fn apply(data: &mut BTreeMap<String, Entry>, command: WriteCommand) -> StoreResult<()> {
    match command {
        WriteCommand::Set { key, value } => {
            match data.get(&key) {
                Some(Entry::Text(_)) | None => {}
                Some(_) => return Err(wrong_type(&key, "string")),
            }
            data.insert(key, Entry::Text(value));
        }
        WriteCommand::Delete { key } => {
            data.remove(&key);
        }
        WriteCommand::HashSet { key, fields } => {
            let entry = data.entry(key.clone()).or_insert_with(|| Entry::Hash(HashMap::new()));
            let Entry::Hash(hash) = entry else {
                return Err(wrong_type(&key, "hash"));
            };
            hash.extend(fields);
        }
        WriteCommand::HashDelete { key, fields } => {
            if let Some(entry) = data.get_mut(&key) {
                let Entry::Hash(hash) = entry else {
                    return Err(wrong_type(&key, "hash"));
                };
                for field in fields {
                    hash.remove(&field);
                }
                if hash.is_empty() {
                    data.remove(&key);
                }
            }
        }
        WriteCommand::SetAdd { key, member } => {
            let entry = data.entry(key.clone()).or_insert_with(|| Entry::Set(BTreeSet::new()));
            let Entry::Set(set) = entry else {
                return Err(wrong_type(&key, "set"));
            };
            set.insert(member);
        }
        WriteCommand::SetRemove { key, member } => {
            if let Some(entry) = data.get_mut(&key) {
                let Entry::Set(set) = entry else {
                    return Err(wrong_type(&key, "set"));
                };
                set.remove(&member);
                if set.is_empty() {
                    data.remove(&key);
                }
            }
        }
        WriteCommand::SortedSetAdd { key, member, score } => {
            let entry = data
                .entry(key.clone())
                .or_insert_with(|| Entry::SortedSet(Vec::new()));
            let Entry::SortedSet(zset) = entry else {
                return Err(wrong_type(&key, "sorted set"));
            };
            zset.retain(|(_, m)| m != &member);
            zset.push((score, member));
            zset.sort();
        }
        WriteCommand::SortedSetRemove { key, member } => {
            if let Some(entry) = data.get_mut(&key) {
                let Entry::SortedSet(zset) = entry else {
                    return Err(wrong_type(&key, "sorted set"));
                };
                zset.retain(|(_, m)| m != &member);
                if zset.is_empty() {
                    data.remove(&key);
                }
            }
        }
        WriteCommand::ListClear { key } => {
            if let Some(entry) = data.get(&key) {
                if !matches!(entry, Entry::List(_)) {
                    return Err(wrong_type(&key, "list"));
                }
                data.remove(&key);
            }
        }
        WriteCommand::ListPush { key, values } => {
            let entry = data.entry(key.clone()).or_insert_with(|| Entry::List(Vec::new()));
            let Entry::List(list) = entry else {
                return Err(wrong_type(&key, "list"));
            };
            list.extend(values);
        }
        WriteCommand::ListInsert {
            key,
            position,
            pivot,
            value,
        } => {
            if let Some(entry) = data.get_mut(&key) {
                let Entry::List(list) = entry else {
                    return Err(wrong_type(&key, "list"));
                };
                if let Some(index) = list.iter().position(|v| v == &pivot) {
                    let index = match position {
                        ListPosition::Before => index,
                        ListPosition::After => index + 1,
                    };
                    list.insert(index, value);
                }
            }
        }
        WriteCommand::ListRemove { key, value } => {
            if let Some(entry) = data.get_mut(&key) {
                let Entry::List(list) = entry else {
                    return Err(wrong_type(&key, "list"));
                };
                list.retain(|v| v != &value);
                if list.is_empty() {
                    data.remove(&key);
                }
            }
        }
    }
    Ok(())
}
//! Retrieval criteria and ordering

use capstan_core::domain::{Execution, ExecutionStatus};
use std::cmp::Ordering;

/// Filtering and capping for bulk retrieval.
#[derive(Debug, Clone, Default)]
pub struct ExecutionCriteria {
    /// Maximum executions to return per store generation. Zero means
    /// unbounded.
    pub limit: usize,
    /// When non-empty, only executions in one of these statuses are
    /// returned; candidate ids are pre-filtered by a bulk status lookup
    /// before hydration where the index allows it.
    pub statuses: Vec<ExecutionStatus>,
    /// When set, executions that started at or before this instant (epoch
    /// millis) are dropped. Executions that never started are kept.
    pub start_time_cutoff: Option<i64>,
}

impl ExecutionCriteria {
    pub fn with_limit(mut self, limit: usize) -> Self {
        self.limit = limit;
        self
    }

    pub fn with_statuses(mut self, statuses: Vec<ExecutionStatus>) -> Self {
        self.statuses = statuses;
        self
    }

    pub fn with_start_time_cutoff(mut self, cutoff: i64) -> Self {
        self.start_time_cutoff = Some(cutoff);
        self
    }

    pub fn matches_status(&self, status: ExecutionStatus) -> bool {
        self.statuses.is_empty() || self.statuses.contains(&status)
    }
}

/// Orderings for materialized execution lists.
#[derive(Debug, Clone, Copy, PartialEq, Eq)]
pub enum ExecutionComparator {
    /// Most recently started first; executions without a start time rank by
    /// id, and ids break ties, both descending.
    StartTimeOrId,
    /// Most recently built first.
    BuildTimeDesc,
}

impl ExecutionComparator {
    pub fn compare(self, a: &Execution, b: &Execution) -> Ordering {
        match self {
            ExecutionComparator::StartTimeOrId => {
                let by_start = b.start_time.cmp(&a.start_time);
                if by_start != Ordering::Equal {
                    return by_start;
                }
                b.id.cmp(&a.id)
            }
            ExecutionComparator::BuildTimeDesc => {
                let by_build = b.build_time.cmp(&a.build_time);
                if by_build != Ordering::Equal {
                    return by_build;
                }
                b.id.cmp(&a.id)
            }
        }
    }
}
//! Error types for artifact resolution
//!
//! Resolution errors are always surfaced, never silently skipped: an
//! unresolved required artifact makes the pipeline run meaningless.

use capstan_core::graph::GraphError;
use capstan_store::RepositoryError;
use thiserror::Error;

#[derive(Debug, Error)]
pub enum ArtifactError {
    /// No received, prior or default artifact satisfied the expectation.
    #[error("unmatched expected artifact '{0}' could not be resolved")]
    UnresolvedExpectedArtifact(String),

    /// More than one candidate matched and unique matches were required.
    #[error("expected artifact '{0}' matched {1} artifacts, expected exactly one")]
    AmbiguousMatch(String, usize),

    /// The pipeline submission could not be read or written back.
    #[error("malformed pipeline submission: {0}")]
    MalformedSubmission(String),

    /// The evaluated artifact no longer parses as an artifact.
    #[error("expression evaluation produced an invalid artifact: {0}")]
    Expression(String),

    #[error(transparent)]
    Graph(#[from] GraphError),

    #[error(transparent)]
    Repository(#[from] RepositoryError),
}

pub type ArtifactResult<T> = std::result::Result<T, ArtifactError>;
//! Error types for the store layer

use capstan_core::domain::ExecutionType;
use thiserror::Error;

/// Errors raised by a key-value backend.
#[derive(Debug, Error)]
pub enum StoreError {
    /// An operation was applied to a key holding a different structure.
    #[error("wrong type for key '{key}': expected {expected}")]
    WrongType {
        key: String,
        expected: &'static str,
    },

    /// Backend-specific failure (connectivity, I/O, ...). Retry policy for
    /// transient unavailability belongs to the store driver, not this layer.
    #[error("store backend error: {0}")]
    Backend(String),
}

/// Errors raised by the execution repository.
#[derive(Debug, Error)]
pub enum RepositoryError {
    /// No execution stored under the given id.
    #[error("no {execution_type} found for {id}")]
    NotFound {
        execution_type: ExecutionType,
        id: String,
    },

    /// No execution found for any type, or by a secondary lookup key.
    #[error("no execution found {0}")]
    NotFoundAny(String),

    /// A lifecycle transition was requested from a state that does not
    /// allow it.
    #[error("{0}")]
    InvalidState(String),

    /// The requested operation is not valid for the given input.
    #[error("invalid operation: {0}")]
    InvalidOperation(String),

    /// A stored record could not be serialized or deserialized. Fatal for
    /// that single execution or stage.
    #[error(
        "failed (de)serializing execution, executionId: {execution_id}{}: {detail}",
        .stage_id.as_ref().map(|s| format!(", stageId: {}", s)).unwrap_or_default()
    )]
    Serialization {
        execution_id: String,
        stage_id: Option<String>,
        detail: String,
    },

    #[error(transparent)]
    Store(#[from] StoreError),
}

impl RepositoryError {
    pub fn not_found(execution_type: ExecutionType, id: impl Into<String>) -> Self {
        RepositoryError::NotFound {
            execution_type,
            id: id.into(),
        }
    }

    pub fn serialization(
        execution_id: impl Into<String>,
        stage_id: Option<String>,
        detail: impl Into<String>,
    ) -> Self {
        RepositoryError::Serialization {
            execution_id: execution_id.into(),
            stage_id,
            detail: detail.into(),
        }
    }

    pub fn is_not_found(&self) -> bool {
        matches!(
            self,
            RepositoryError::NotFound { .. } | RepositoryError::NotFoundAny(_)
        )
    }
}

pub type StoreResult<T> = std::result::Result<T, StoreError>;
pub type RepositoryResult<T> = std::result::Result<T, RepositoryError>;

•••••

■ WHAT YOU HAVE TO DO: Determine the number of lines in the records that contain the word "ExecutionComparator", and provide that number alone.

■ ANSWER BOX: 4